De mais a mais, algumas situações como atraso de salários, não recolhimento do FGTS, constrangimentos e assédio (moral e sexual), descumprimento de obrigações contratuais, não pagamento de horas extras, dentre outras, poderão ensejar a ruptura contratual nesta modalidade.

Se é verdade que o empregador pode dispensar o trabalhador em determinadas situações por justo motivo, de igual modo, uma vez caracterizado atos faltosos da empresa e que impossibilite a continuidade da relação de emprego, o empregado poderá aplicar a justa causa patronal, devendo essa ser reconhecida judicialmente em processo trabalhista a ser movido pelo funcionário em face do seu empregador.

Frise-se, por oportuno, que a justa causa é a maior e mais grave penalidade aplicada, tanto ao empregado quanto ao empregador, e, por esta razão, é imprescindível que o ato faltoso cometido seja grave o suficiente a impedir a continuidade do contrato.

Outrossim, deve-se sempre observar a proporcionalidade do ato faltoso em cotejo com as hipóteses de despedimento indireto, a fim de evitar que minúsculos desacertos acarretem o rompimento do contrato.

Além disso, uma questão polêmica envolvendo a rescisão indireta do contrato diz respeito à imediatidade do empregado em ajuizar a ação para ter o seu direito reconhecido. O Tribunal Superior do Trabalho já foi provocado a emitir juízo de valor sobre esse assunto e, na ocasião, entendeu que a demora em ajuizar a ação não afasta o direito à rescisão indireta.

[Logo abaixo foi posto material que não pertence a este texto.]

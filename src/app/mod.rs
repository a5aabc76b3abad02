pub mod config;
pub mod state;

pub use config::{AuthConfig, BillingConfig, GatewayConfig, LedgerBackend, LedgerConfig, ServerConfig, TokenEntry};
pub use state::AppState;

Em seu voto, o ministro relator esclareceu que a empregada, "na condição de hipossuficiente na relação de emprego, abstém-se de certos direitos, dentre os quais o ajuizamento de reclamações trabalhistas, com o receio de não ser contratada ou perder o emprego". Com esse fundamento, concluiu que a rescisão indireta não necessita ser imediata, e tampouco acarretaria perdão tácito, no caso de retardamento no ajuizamento da demanda.

Portanto, uma vez reconhecida em juízo a rescisão indireta do contrato de trabalho, o empregado terá direito a integralidade de suas verbas rescisórias, como se tivesse sido despedido sem justa causa.

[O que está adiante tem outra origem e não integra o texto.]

#[cfg(test)]
mod tests {
    use super::*;
    use crate::models::canonical::{
        FunctionArguments, FunctionDeclaration, ImageData, ParameterSpec, ResponseStatus, SEARCH_INTERNET_FUNCTION,
    };
    use rust_decimal::Decimal;
    use serde_json::json;
    use wiremock::matchers::{header, method, path};
    use wiremock::{Mock, MockServer, ResponseTemplate};

    fn config(server: &MockServer) -> ModelConfig {
        ModelConfig::new("openai", "gpt-4o", Decimal::new(2, 0))
            .with_api_key("sk-test-openai")
            .with_api_base(server.uri())
    }

    fn weather_function() -> FunctionDeclaration {
        FunctionDeclaration::new("get_weather", "Get current weather for a location")
            .with_parameter("location", ParameterSpec::new("string", "City name", true))
    }

    async fn last_body(server: &MockServer) -> Value {
        let requests = server.received_requests().await.unwrap();
        serde_json::from_slice(&requests.last().unwrap().body).unwrap()
    }

    #[tokio::test]
    async fn test_chat_completion_tool_call() {
        let server = MockServer::start().await;
        Mock::given(method("POST"))
            .and(path("/chat/completions"))
            .and(header("authorization", "Bearer sk-test-openai"))
            .respond_with(ResponseTemplate::new(200).set_body_json(json!({
                "id": "chatcmpl-1",
                "choices": [{
                    "message": {
                        "role": "assistant",
                        "content": null,
                        "tool_calls": [{
                            "id": "call_123",
                            "type": "function",
                            "function": {"name": "get_weather", "arguments": "{\"location\": \"NYC\"}"}
                        }]
                    },
                    "finish_reason": "tool_calls"
                }]
            })))
            .expect(1)
            .mount(&server)
            .await;

        let provider = OpenAIProvider::new(config(&server), Duration::from_secs(5)).unwrap();
        let request = CanonicalRequest::new(vec![CanonicalMessage::user("What is the weather in NYC?")])
            .with_instruction("You are a weather bot.")
            .with_functions(vec![weather_function()]);

        let response = provider.respond(&request).await;
        assert_eq!(response.status, ResponseStatus::Ok);
        let call = response.function_call.unwrap();
        assert_eq!(call.name, "get_weather");
        assert_eq!(call.call_id.as_deref(), Some("call_123"));
        assert_eq!(call.arguments.get("location"), Some(&json!("NYC")));

        let body = last_body(&server).await;
        assert_eq!(body["model"], "gpt-4o");
        assert_eq!(body["messages"][0]["role"], "system");
        assert_eq!(body["messages"][0]["content"], "You are a weather bot.");
        assert_eq!(body["tools"][0]["type"], "function");
        assert_eq!(body["tools"][0]["function"]["name"], "get_weather");
    }

    #[tokio::test]
    async fn test_function_output_follow_up() {
        let server = MockServer::start().await;
        Mock::given(method("POST"))
            .and(path("/chat/completions"))
            .respond_with(ResponseTemplate::new(200).set_body_json(json!({
                "choices": [{"message": {"content": "It is 72F and sunny in NYC."}}]
            })))
            .mount(&server)
            .await;

        let mut args = FunctionArguments::new();
        args.insert("location".to_string(), json!("NYC"));
        let request = CanonicalRequest::new(vec![
            CanonicalMessage::user("What is the weather in NYC?"),
            CanonicalMessage::function_call("get_weather", args, "call_123"),
            CanonicalMessage::function_output("get_weather", "call_123", "72F and sunny"),
        ])
        .with_functions(vec![weather_function()]);

        let provider = OpenAIProvider::new(config(&server), Duration::from_secs(5)).unwrap();
        let response = provider.respond(&request).await;
        assert_eq!(response.message.as_deref(), Some("It is 72F and sunny in NYC."));
        assert!(response.function_call.is_none());

        let body = last_body(&server).await;
        assert_eq!(body["messages"][1]["tool_calls"][0]["id"], "call_123");
        assert_eq!(body["messages"][2]["role"], "tool");
        assert_eq!(body["messages"][2]["tool_call_id"], "call_123");
    }

    #[tokio::test]
    async fn test_api_error_becomes_prefixed_message() {
        let server = MockServer::start().await;
        Mock::given(method("POST"))
            .and(path("/chat/completions"))
            .respond_with(ResponseTemplate::new(401).set_body_string("{\"error\":\"invalid api key\"}"))
            .mount(&server)
            .await;

        let provider = OpenAIProvider::new(config(&server), Duration::from_secs(5)).unwrap();
        let response = provider.respond(&CanonicalRequest::new(vec![CanonicalMessage::user("hi")])).await;

        assert!(response.is_provider_error());
        let message = response.message.unwrap();
        assert!(message.starts_with("OpenAI Error: "), "{}", message);
        assert!(message.contains("401"));
    }

    #[tokio::test]
    async fn test_reasoning_model_uses_responses_api() {
        let server = MockServer::start().await;
        Mock::given(method("POST"))
            .and(path("/responses"))
            .respond_with(ResponseTemplate::new(200).set_body_json(json!({
                "id": "resp_1",
                "output": [
                    {"type": "reasoning", "summary": []},
                    {"type": "function_call", "name": "get_weather", "arguments": "{\"location\":\"NYC\"}", "call_id": "call_abc"}
                ]
            })))
            .expect(1)
            .mount(&server)
            .await;

        let provider = OpenAIProvider::new(config(&server).with_reasoning(), Duration::from_secs(5)).unwrap();
        let request = CanonicalRequest::new(vec![CanonicalMessage::user("Weather in NYC?")])
            .with_instruction("Think first.")
            .with_functions(vec![weather_function()]);

        let response = provider.respond(&request).await;
        let call = response.function_call.unwrap();
        assert_eq!(call.call_id.as_deref(), Some("call_abc"));
        assert_eq!(call.arguments.get("location"), Some(&json!("NYC")));

        let body = last_body(&server).await;
        assert_eq!(body["input"][0]["role"], "developer");
        assert_eq!(body["reasoning"]["effort"], "medium");
        assert_eq!(body["store"], false);
        assert_eq!(body["tools"][0]["strict"], true);
        assert_eq!(body["tools"][0]["parameters"]["additionalProperties"], false);
        assert!(body.get("temperature").is_none());
        assert!(body.get("service_tier").is_none());
    }

    #[tokio::test]
    async fn test_web_search_model_replaces_declared_search() {
        let server = MockServer::start().await;
        Mock::given(method("POST"))
            .and(path("/responses"))
            .respond_with(ResponseTemplate::new(200).set_body_json(json!({
                "output": [{
                    "type": "message",
                    "content": [{"type": "output_text", "text": "Top story today...", "annotations": []}]
                }]
            })))
            .mount(&server)
            .await;

        let provider = OpenAIProvider::new(
            config(&server).with_web_search().with_priority(),
            Duration::from_secs(5),
        )
        .unwrap();
        let request = CanonicalRequest::new(vec![CanonicalMessage::user("News?")]).with_functions(vec![
            FunctionDeclaration::new(SEARCH_INTERNET_FUNCTION, "Search")
                .with_parameter("query", ParameterSpec::new("string", "Query", true)),
            FunctionDeclaration::new("get_weather", "Weather")
                .with_parameter("location", ParameterSpec::new("string", "City", true))
                .with_parameter("unit", ParameterSpec::new("string", "Unit", false)),
        ]);

        let response = provider.respond(&request).await;
        assert_eq!(response.message.as_deref(), Some("Top story today..."));

        let body = last_body(&server).await;
        let tools = body["tools"].as_array().unwrap();
        assert_eq!(tools.len(), 2);
        assert_eq!(tools[0]["name"], "get_weather");
        assert_eq!(tools[0]["strict"], false);
        assert_eq!(tools[1]["type"], "web_search_preview");
        assert_eq!(body["service_tier"], "priority");
        assert_eq!(body["input"][0]["role"], "user");
    }

    #[test]
    fn test_responses_images_attach_to_user_turn() {
        let provider = OpenAIProvider::new(
            ModelConfig::new("openai", "o3", Decimal::ONE)
                .with_api_key("k")
                .with_reasoning()
                .with_vision(),
            Duration::from_secs(5),
        )
        .unwrap();
        let request = CanonicalRequest::new(vec![CanonicalMessage::user("Describe this")])
            .with_images(vec![ImageData::new(vec![0x89, b'P', b'N', b'G'])]);

        let body = serde_json::to_value(provider.build_responses_request(&request).unwrap()).unwrap();
        let content = &body["input"][0]["content"];
        assert_eq!(content[0]["type"], "input_text");
        assert_eq!(content[0]["text"], "Describe this");
        assert_eq!(content[1]["type"], "input_image");
        assert!(content[1]["image_url"].as_str().unwrap().starts_with("data:image/png;base64,"));
    }

    #[test]
    fn test_non_vision_models_drop_images() {
        let request = CanonicalRequest::new(vec![CanonicalMessage::user("Describe this")])
            .with_images(vec![ImageData::new(vec![0x89, b'P', b'N', b'G'])]);

        let chat = OpenAIProvider::new(
            ModelConfig::new("openai", "gpt-4o-mini", Decimal::ONE).with_api_key("k"),
            Duration::from_secs(5),
        )
        .unwrap();
        let body = serde_json::to_value(chat.build_chat_request(&request).unwrap()).unwrap();
        assert_eq!(body["messages"].as_array().unwrap().len(), 1);
        assert_eq!(body["messages"][0]["content"], "Describe this");

        let reasoning = OpenAIProvider::new(
            ModelConfig::new("openai", "o3", Decimal::ONE)
                .with_api_key("k")
                .with_reasoning(),
            Duration::from_secs(5),
        )
        .unwrap();
        let body = serde_json::to_value(reasoning.build_responses_request(&request).unwrap()).unwrap();
        assert_eq!(body["input"].as_array().unwrap().len(), 1);
        assert_eq!(body["input"][0]["content"], "Describe this");
    }

    #[test]
    fn test_missing_api_key_is_configuration_error() {
        let result = OpenAIProvider::new(ModelConfig::new("openai", "gpt-4o", Decimal::ONE), Duration::from_secs(5));
        assert!(matches!(result, Err(Error::Configuration(_))));
    }
}
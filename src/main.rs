mod cli;

use anyhow::{Context, Result};
use clap::Parser;
use rust_decimal::Decimal;
use std::str::FromStr;
use std::sync::Arc;
use tracing::info;
use tracing_appender::non_blocking::WorkerGuard;
use tracing_subscriber::{layer::SubscriberExt, util::SubscriberInitExt, EnvFilter};

use cli::{Cli, Commands};
use lexi_gateway::app::{AppState, GatewayConfig};
use lexi_gateway::models::ModelRegistry;

fn init_tracing(debug: bool, log_directory: Option<&str>) -> Option<WorkerGuard> {
    let default_directive = if debug {
        "lexi_gateway=debug,tower_http=debug"
    } else {
        "lexi_gateway=info,tower_http=info"
    };
    let filter = EnvFilter::try_from_default_env().unwrap_or_else(|_| default_directive.into());

    match log_directory {
        Some(directory) => {
            let appender = tracing_appender::rolling::daily(directory, "lexi-gateway.log");
            let (writer, guard) = tracing_appender::non_blocking(appender);
            tracing_subscriber::registry()
                .with(filter)
                .with(tracing_subscriber::fmt::layer())
                .with(tracing_subscriber::fmt::layer().with_ansi(false).with_writer(writer))
                .init();
            Some(guard)
        }
        None => {
            tracing_subscriber::registry()
                .with(filter)
                .with(tracing_subscriber::fmt::layer())
                .init();
            None
        }
    }
}

fn print_models(config: &GatewayConfig) {
    let registry = ModelRegistry::new(config.models.clone());
    println!("{:<24} {:<10} {:<32} {:>6}  FLAGS", "NAME", "PROVIDER", "MODEL", "COST");
    for name in registry.model_names() {
        let Ok(model) = registry.get_config(name) else {
            continue;
        };
        let flags: Vec<&str> = [
            (model.reasoning_model, "reasoning"),
            (model.web_search, "web-search"),
            (model.vision, "vision"),
            (model.priority, "priority"),
        ]
        .into_iter()
        .filter_map(|(set, label)| set.then_some(label))
        .collect();
        println!(
            "{:<24} {:<10} {:<32} {:>6}  {}",
            name,
            model.provider,
            model.wire_model_id,
            model.cost,
            flags.join(",")
        );
    }
}

#[tokio::main]
async fn main() -> Result<()> {
    let cli = Cli::parse();

    let config = GatewayConfig::load(cli.config.as_deref()).context("Failed to load configuration")?;
    let _guard = init_tracing(cli.debug, config.logging.directory.as_deref());

    match cli.command.unwrap_or(Commands::Serve { bind: None }) {
        Commands::Serve { bind } => {
            let bind = bind.unwrap_or_else(|| config.server.bind.clone());
            info!("Starting Lexi gateway in {} environment", config.environment);
            let state = Arc::new(AppState::new(config).await.context("Failed to initialize gateway")?);
            lexi_gateway::server::serve(state, &bind).await?;
        }
        Commands::Models => print_models(&config),
        Commands::Balance { user } => {
            let state = AppState::new(config).await?;
            let balance = state.ledger().get_balance(&user).await?;
            println!("{}: {}", user, balance);
        }
        Commands::Recharge { user, amount } => {
            let amount = Decimal::from_str(amount.trim())
                .with_context(|| format!("Invalid amount: {}", amount))?;
            let state = AppState::new(config).await?;
            let new_balance = state.chat().recharge(&user, amount).await?;
            println!("{}: {}", user, new_balance);
        }
    }

    Ok(())
}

De outro lado, o artigo 484 da Consolidação das Leis do Trabalho e a Súmula 14 do Tribunal Superior do Trabalho dispõem sobre a hipótese de culpa recíproca, ou seja, quando as faltas são praticadas simultaneamente entre empregado e empregador. Nesse cenário, as verbas rescisórias são pagas pela metade ao trabalhador, e não haverá direito ao seguro-desemprego.

Em arremate, para que sejam evitadas ações trabalhistas nesse sentido, é preciso que os empregadores além de cumprirem com as obrigações decorrentes do contrato de trabalho, garantam aos seus trabalhadores um meio ambiente do trabalho seguro e saudável.



Artigo 483 — O empregado poderá considerar rescindido o contrato e pleitear a devida indenização quando: a) forem exigidos serviços superiores às suas forças, defesos por lei, contrários aos bons costumes, ou alheios ao contrato; b) for tratado pelo empregador ou por seus superiores hierárquicos com rigor excessivo; c) correr perigo manifesto de mal considerável; d) não cumprir o empregador as obrigações do contrato; e) praticar o empregador ou seus prepostos, contra ele ou pessoas de sua família, ato lesivo da honra e boa fama; f) o empregador ou seus prepostos ofenderem-no fisicamente, salvo em caso de legítima defesa, própria ou de outrem; g) o empregador reduzir o seu trabalho, sendo este por peça ou tarefa, de forma a afetar sensivelmente a importância dos salários.